Which had explained so damn much. The fear she’d kept bottled up, the revelation that the reason why she was so much more quiet around me was because she thought I would step in to defend him, because, according to what my sister said — I kept bad men out of jail.

Oh, the ways I’d fucking failed my niece was a weighted guilt on my shoulders that made it difficult to stand on the best days in the last week.

On the worst? I got drunk. Really fucking drunk. It worked to numb the thoughts running through my mind, of Lauren, Riley, of Amanda and Jake and how damn proud they’d be of Riley for being brave and bringing closure to all of us.

But no amounts of alcohol dulled the pain and confusion I felt when it came to Lauren.

I loved her. Loved her in a way I’d known a week ago she wasitfor me. In a way I’d imagined us having our own children. A back yard, larger than my current one, filled with swing sets and littered with sports equipment. In a way I’d imagined her walking down an aisle toward me, dressed in white, her beautiful smile making my knees go weak at the sight of her.

But how in the hell did I move on with her now when her brother killed my sister?

And how couldn’t I? If anyone could help me get past this, it was Lauren. Yet how could I look at her and not see his eyes, the same damn eyes in his mugshot photos, staring back at me.

I owed her a conversation, something I’d been ignoring.

I just needed some damn time to figure it all out.

But my priority first was Riley. It was getting her settled, it was getting her the help she needed to heal. It was giving her peace and comfort and the only way I could think to do that was to keep her close to me and my parents, away from school where she’d never been fully comfortable, and away from Lauren.

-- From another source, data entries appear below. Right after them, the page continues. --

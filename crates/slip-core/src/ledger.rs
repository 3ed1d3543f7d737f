//! Ledger de borradores de la sesión.
//!
//! Colección ordenada de slips aún no enviados, propiedad de una única
//! sesión (nunca un singleton de proceso: se crea al abrir la sesión y se
//! descarta al cerrarla). Soporta agregar al final, editar por posición y
//! eliminar por posición, más un modo de edición de a lo sumo una posición.
//!
//! Invariante: dos borradores del mismo ledger nunca comparten `img_hash`.

use std::collections::HashSet;

use slip_domain::{DraftSlip, SlipType};

use crate::PortalError;

/// Campos editables de un borrador. Los `ids` nuevos sobreescriben por
/// completo a los anteriores (ajustados a `qty`: truncados o rellenados con
/// cadenas vacías); la comisión se recalcula a partir de `slip_type` y `qty`.
#[derive(Debug, Clone)]
pub struct DraftUpdate {
    pub week: String,
    pub slip_type: SlipType,
    pub qty: u32,
    pub rider: String,
    pub ids: Vec<String>,
}

#[derive(Debug, Default)]
pub struct DraftLedger {
    entries: Vec<DraftSlip>,
    editing: Option<usize>,
}

impl DraftLedger {
    pub fn new() -> Self {
        Self::default()
    }

    pub fn entries(&self) -> &[DraftSlip] {
        &self.entries
    }

    pub fn len(&self) -> usize {
        self.entries.len()
    }

    pub fn is_empty(&self) -> bool {
        self.entries.is_empty()
    }

    /// Posición actualmente en edición, si la hay.
    pub fn editing(&self) -> Option<usize> {
        self.editing
    }

    pub fn contains_fingerprint(&self, img_hash: &str) -> bool {
        self.entries.iter().any(|e| e.img_hash() == img_hash)
    }

    /// Comisión acumulada de todos los borradores (para mostrar en el panel).
    pub fn total_commission(&self) -> u32 {
        self.entries.iter().map(|e| e.commission()).sum()
    }

    /// Agrega un borrador al final y devuelve su posición.
    ///
    /// # Errores
    /// `DuplicateFingerprint` si el ledger ya contiene un borrador con el
    /// mismo `img_hash`; el ledger no se modifica.
    pub fn add(&mut self, entry: DraftSlip) -> Result<usize, PortalError> {
        if self.contains_fingerprint(entry.img_hash()) {
            return Err(PortalError::DuplicateFingerprint(entry.img_hash().to_string()));
        }
        self.entries.push(entry);
        Ok(self.entries.len() - 1)
    }

    /// Marca `position` como en edición y devuelve el borrador para precargar
    /// el formulario. Sólo una posición puede estar en edición; iniciar una
    /// nueva reemplaza silenciosamente a la anterior.
    pub fn begin_edit(&mut self, position: usize) -> Result<&DraftSlip, PortalError> {
        let entry = self.entries.get(position).ok_or(PortalError::OutOfRange(position))?;
        self.editing = Some(position);
        Ok(entry)
    }

    /// Aplica la edición sobre `position` y sale del modo edición.
    pub fn apply_edit(&mut self, position: usize, update: DraftUpdate) -> Result<(), PortalError> {
        let entry = self.entries.get_mut(position).ok_or(PortalError::OutOfRange(position))?;
        entry.revise(&update.week, update.slip_type, update.qty, &update.rider, update.ids)?;
        self.editing = None;
        Ok(())
    }

    /// Sale del modo edición sin aplicar cambios.
    pub fn cancel_edit(&mut self) {
        self.editing = None;
    }

    /// Elimina el borrador en `position`; las posiciones posteriores se
    /// corren una hacia abajo.
    pub fn remove(&mut self, position: usize) -> Result<DraftSlip, PortalError> {
        if position >= self.entries.len() {
            return Err(PortalError::OutOfRange(position));
        }
        // el objetivo de edición sigue al corrimiento de posiciones
        self.editing = match self.editing {
            Some(e) if e == position => None,
            Some(e) if e > position => Some(e - 1),
            other => other,
        };
        Ok(self.entries.remove(position))
    }

    /// Conserva únicamente los borradores cuyo fingerprint pertenece a
    /// `fingerprints`. Lo usa el reconciliador: tras el submit sobreviven
    /// sólo los duplicados que ya estaban persistidos antes de la llamada.
    pub fn retain_fingerprints(&mut self, fingerprints: &HashSet<String>) {
        self.entries.retain(|e| fingerprints.contains(e.img_hash()));
        self.editing = None;
    }
}
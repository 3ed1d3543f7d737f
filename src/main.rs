//! Demo guiada del portal de slips sobre el almacenamiento en memoria.
//! Recorre el flujo completo: alta de sucursal, compuerta por código, carga
//! de borradores con deduplicación por fingerprint, submit masivo y borrado
//! en cascada con confirmación en dos pasos.

use chrono::{Datelike, Utc};
use slipflow_rust::errors::PortalError;
use slipflow_rust::{route, AdminPanel, BranchSession, InMemoryRecordStore, PortalConfig, Route, SlipType};

fn main() {
    if let Err(e) = run_portal_demo() {
        eprintln!("[slipflow] error: {e}");
        std::process::exit(1);
    }
}

fn run_portal_demo() -> Result<(), PortalError> {
    let config = PortalConfig::from_env();
    let mut store = InMemoryRecordStore::new();
    let mut admin = AdminPanel::new();

    // Alta de sucursal y repartidores desde el panel admin
    let branch = admin.add_branch(&mut store, "khi01", "Karachi Central")?;
    println!("[slipflow] sucursal creada: {branch}");
    admin.add_rider(&mut store, "KHI01", "Ali")?;
    admin.add_rider(&mut store, "KHI01", "Bilal")?;

    // Compuerta por código
    let session_branch = match route("khi01", &store, &config)? {
        Route::Branch(b) => b,
        Route::Admin => unreachable!("khi01 no es el código admin"),
        Route::Unknown => return Err(PortalError::NotFound("sucursal KHI01".to_string())),
    };

    // Selector de semanas del mes corriente
    let today = Utc::now().date_naive();
    let weeks = BranchSession::week_options(today.year(), today.month())?;
    println!("[slipflow] semanas del mes: {}", weeks.join(" | "));

    // Carga de borradores
    let mut session = BranchSession::new(session_branch);
    stage(&mut session, &store, &weeks[0], SlipType::Cash, &["SN-100", "SN-101"], b"foto-recibo-1")?;
    stage(&mut session, &store, &weeks[0], SlipType::Online, &["TXN-9"], b"foto-recibo-2")?;
    println!("[slipflow] borradores en ledger: {} (comisión acumulada Rs. {})",
             session.ledger().len(),
             session.ledger().total_commission());

    // La misma imagen otra vez: rechazada por fingerprint duplicado
    match stage(&mut session, &store, &weeks[0], SlipType::Cash, &["SN-200"], b"foto-recibo-1") {
        Err(PortalError::DuplicateFingerprint(hash)) => {
            println!("[slipflow] duplicado rechazado en ledger (fingerprint {hash})");
        }
        other => {
            println!("[slipflow] inesperado: {other:?}");
        }
    }

    // Submit masivo
    let result = session.submit_all(&mut store)?;
    println!("[slipflow] submit: {} insertados, {} omitidos", result.inserted, result.skipped);

    // Una sesión nueva no puede volver a subir una imagen ya persistida
    let mut second = BranchSession::open("KHI01", &store)?;
    match stage(&mut second, &store, &weeks[0], SlipType::Cash, &["SN-300"], b"foto-recibo-1") {
        Err(PortalError::DuplicateFingerprint(_)) => {
            println!("[slipflow] duplicado entre sesiones detectado contra el almacenamiento");
        }
        other => {
            println!("[slipflow] inesperado: {other:?}");
        }
    }

    // Borrado en dos pasos: la sucursal tiene slips vinculados
    let outcome = admin.request_remove_branch(&mut store, "KHI01")?;
    println!("[slipflow] primer paso de borrado: {outcome:?}");
    let removed = admin.confirm_remove_branch(&mut store)?;
    println!("[slipflow] borrado confirmado: {removed} slip(s) eliminados en cascada");
    Ok(())
}

fn stage(session: &mut BranchSession,
         store: &InMemoryRecordStore,
         week: &str,
         slip_type: SlipType,
         ids: &[&str],
         image: &[u8])
         -> Result<usize, PortalError> {
    let form = session.form();
    form.select_week(week);
    form.select_type(slip_type);
    form.set_qty(ids.len() as u32);
    for (i, id) in ids.iter().enumerate() {
        form.set_id(i, id)?;
    }
    form.select_rider("Ali");
    form.attach_image(image.to_vec(), "recibo.jpg");
    session.stage_entry(store)
}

Even though every day, Riley asked about her. “Soon,” I kept saying, putting her off.

She missed her teacher. She missed what Lauren was becoming to us outside of school.

It was only me who didn’t have the guts to face her.

“You look like crap,”my dad said. We were at my house and I was hungover as hell. Last night, Ryan had dragged me home from the club where I’d gone to drink. A pounding pain thumped against my brain and no amount of ibuprofen that day had helped.

Riley was still at my parents. I’d wanted the day to myself, a day of not working, a day without interruptions and quiet to figure my shit out.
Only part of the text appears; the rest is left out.